Chronic hepatitis C patients with a post‐treatment virological relapse re‐treated with an induction dose of 18 MU interferon‐ α in combination with ribavirin and amantadine: a two‐arm randomized pilot study

Summary. Thirty‐seven chronic hepatitis C patients with virological relapse (VR) after previous interferon‐ α (IFN) or IFN/ribavirin (Riba) therapy, were re‐treated. Patients were randomized for either IFN/Riba and amantadine (Ama) including a 2‐week initial high IFN induction course (18 MU IFN daily) (group A) or the same 2‐week IFN induction course combined with Riba/Ama, followed by Riba/Ama without IFN (group B). Treatment duration for both groups was 24 weeks with a 24‐week follow‐up thereafter. The inclusion in group B was prematurely stopped because all patients ( n  = 10) relapsed within 2 weeks after stopping IFN. Therefore, all subsequent patients were included in group A ( n  = 27). In group A, 44% achieved a sustained virological response (SVR) and 29% of the patients with an end‐of‐treatment virological response had a VR again. Of all pretreatment characteristics, only genotype non‐1 patients had a significantly higher chance of achieving SVR ( P  < 0.001). Of the characteristics during treatment only a negative hepatitis C virus (HCV)‐RNA test result in transcription‐mediated amplification (TMA) at week 6 had a high predictive value for SVR, 80% in all patients and 92% in genotype non‐1 patients.

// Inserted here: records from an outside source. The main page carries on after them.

//! Memory-region primitives the probes allocate from.
//!
//! Each type in this module owns exactly one OS resource — an anonymous
//! mapping, a heap allocation, a POSIX shared memory object, or a System V
//! segment — and releases it on drop. The probes combine these with
//! [`Protection`] requests and the page-granular [`PageSpan`] helper to build
//! every allocate/write/re-protect/execute sequence the tool supports.
//!
//! The shared-memory types are written so that no named resource can outlive
//! a probe: names and segment ids are retired as soon as the memory is
//! mapped, before any payload runs, so even a probe that dies on a fault
//! leaves the system clean.

mod heap;
mod mapping;
mod page;
mod posix_shm;
mod protection;
mod sysv_shm;

pub use heap::HeapBuffer;
pub use mapping::AnonymousMapping;
pub use page::{page_size, PageSpan};
pub use posix_shm::SharedObject;
pub use protection::Protection;
pub use sysv_shm::SysvSegment;
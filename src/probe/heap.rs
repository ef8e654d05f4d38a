//! Probes over heap allocations.

use log::debug;

use crate::payload::{self, PAYLOAD};
use crate::region::{page_size, HeapBuffer, PageSpan, Protection};
use crate::Result;

/// Execute the payload from a plain heap allocation.
pub(super) fn from_heap() -> Result<u64> {
    let mut buffer = HeapBuffer::new(PAYLOAD.len(), 16)?;
    buffer.as_mut_slice()[..PAYLOAD.len()].copy_from_slice(&PAYLOAD);
    debug!("heap payload at {:p}", buffer.as_ptr());

    // SAFETY: `buffer` stays live across the call.
    Ok(unsafe { payload::invoke(buffer.as_ptr()) })
}

/// Allocate four page-aligned heap pages, make one interior page
/// executable, and execute the payload from it.
pub(super) fn from_heap_reprotected() -> Result<u64> {
    let page = page_size()?;
    let mut buffer = HeapBuffer::new(4 * page, page)?;

    // Third page of four: the protection change stays clear of whatever the
    // allocator keeps around the block.
    let offset = 2 * page;
    let span = PageSpan::covering(unsafe { buffer.as_ptr().add(offset) }, PAYLOAD.len())?;
    // SAFETY: the span is one interior page of the live buffer, and rwx only
    // widens what heap pages allow.
    unsafe { span.protect(Protection::RWX)? };

    buffer.as_mut_slice()[offset..offset + PAYLOAD.len()].copy_from_slice(&PAYLOAD);
    let entry = unsafe { buffer.as_ptr().add(offset) };
    debug!("heap payload at {entry:p} (buffer {:p})", buffer.as_ptr());

    // SAFETY: `buffer` stays live across the call.
    Ok(unsafe { payload::invoke(entry) })
}
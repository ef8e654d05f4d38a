//! The machine-code payload that every probe attempts to execute.
//!
//! The payload is the body of a trivial `extern "C" fn() -> u64` that returns
//! the constant 55, hand-assembled for the target architecture. Probes copy
//! these bytes into the region under test and jump to them; whether the jump
//! survives is the whole experiment.

/// Machine code for a function returning [`RETURN_VALUE`] (x86-64).
///
/// ```text
/// 55                  push   rbp
/// 48 89 e5            mov    rbp, rsp
/// b8 37 00 00 00      mov    eax, 0x37
/// c9                  leave
/// c3                  ret
/// ```
#[cfg(target_arch = "x86_64")]
pub const PAYLOAD: [u8; 11] = [
    0x55, // push rbp
    0x48, 0x89, 0xe5, // mov rbp, rsp
    0xb8, 0x37, 0x00, 0x00, 0x00, // mov eax, 0x37
    0xc9, // leave
    0xc3, // ret
];

/// Machine code for a function returning [`RETURN_VALUE`] (aarch64).
///
/// ```text
/// e0 06 80 52         mov    w0, #55
/// c0 03 5f d6         ret
/// ```
#[cfg(target_arch = "aarch64")]
pub const PAYLOAD: [u8; 8] = [
    0xe0, 0x06, 0x80, 0x52, // mov w0, #55
    0xc0, 0x03, 0x5f, 0xd6, // ret
];

#[cfg(not(any(target_arch = "x86_64", target_arch = "aarch64")))]
compile_error!("execprobe only carries a payload for x86-64 and aarch64");

/// The value the payload returns when it executes successfully.
pub const RETURN_VALUE: u64 = 55;

/// Jump to the payload copied at `entry` and return its result.
///
/// # Safety
///
/// `entry` must point to a complete copy of [`PAYLOAD`] in memory that is
/// mapped executable for this process. Calling it through a non-executable
/// region is precisely what the probes do on purpose; the process then takes
/// a fault that only the handler installed by [`crate::signal`] turns into an
/// orderly exit.
pub unsafe fn invoke(entry: *const u8) -> u64 {
    let thunk: unsafe extern "C" fn() -> u64 = std::mem::transmute(entry);
    thunk()
}

#[cfg(test)]
mod tests {
    use super::*;
    use crate::region::{AnonymousMapping, Protection};

    #[test]
    fn payload_fits_in_one_page() {
        assert!(PAYLOAD.len() < 4096);
    }

    #[test]
    fn invoking_from_an_executable_mapping_returns_55() {
        let mut mapping = AnonymousMapping::new(PAYLOAD.len(), Protection::READ | Protection::WRITE)
            .unwrap();
        mapping.copy_from_slice(&PAYLOAD);
        mapping
            .protect(Protection::READ | Protection::EXECUTE)
            .unwrap();

        let returned = unsafe { invoke(mapping.as_ptr()) };
        assert_eq!(returned, RETURN_VALUE);
    }
}
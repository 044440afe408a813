//! Regulation mode selection.
//!
//! The mode has no memory of its own: it is recomputed from every reading.
//! Cross-tick behaviour lives entirely in the controller's timers.

use crate::config::{COLD_BELOW_F, HOT_ABOVE_F};

/// What the controller is trying to do this tick.
#[derive(Debug, Clone, Copy, PartialEq, Eq, Hash)]
pub enum Mode {
    /// Reading above the hot threshold.
    Cooling,
    /// Reading below the cold threshold.
    Heating,
    /// Reading inside the comfort band (both thresholds inclusive).
    Idle,
}

impl Mode {
    /// Classify a whole-degree Fahrenheit reading.
    pub const fn classify(reading_f: i32) -> Self {
        if reading_f > HOT_ABOVE_F {
            Self::Cooling
        } else if reading_f < COLD_BELOW_F {
            Self::Heating
        } else {
            Self::Idle
        }
    }

    pub const fn as_str(self) -> &'static str {
        match self {
            Self::Cooling => "COOLING",
            Self::Heating => "HEATING",
            Self::Idle => "IDLE",
        }
    }
}

impl core::fmt::Display for Mode {
    fn fmt(&self, f: &mut core::fmt::Formatter<'_>) -> core::fmt::Result {
        f.write_str(self.as_str())
    }
}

In conclusion, hepatitis C patients with a VR to previous antiviral treatment can be succesfully re‐treated with IFN induction combined with Riba/Ama for only 6 months, when they have genotype non‐1 and a negative HCV‐RNA test result in TMA 6 weeks after the start of therapy. Riba/Ama combination therapy without IFN does not prevent VR after 2 weeks high IFN induction.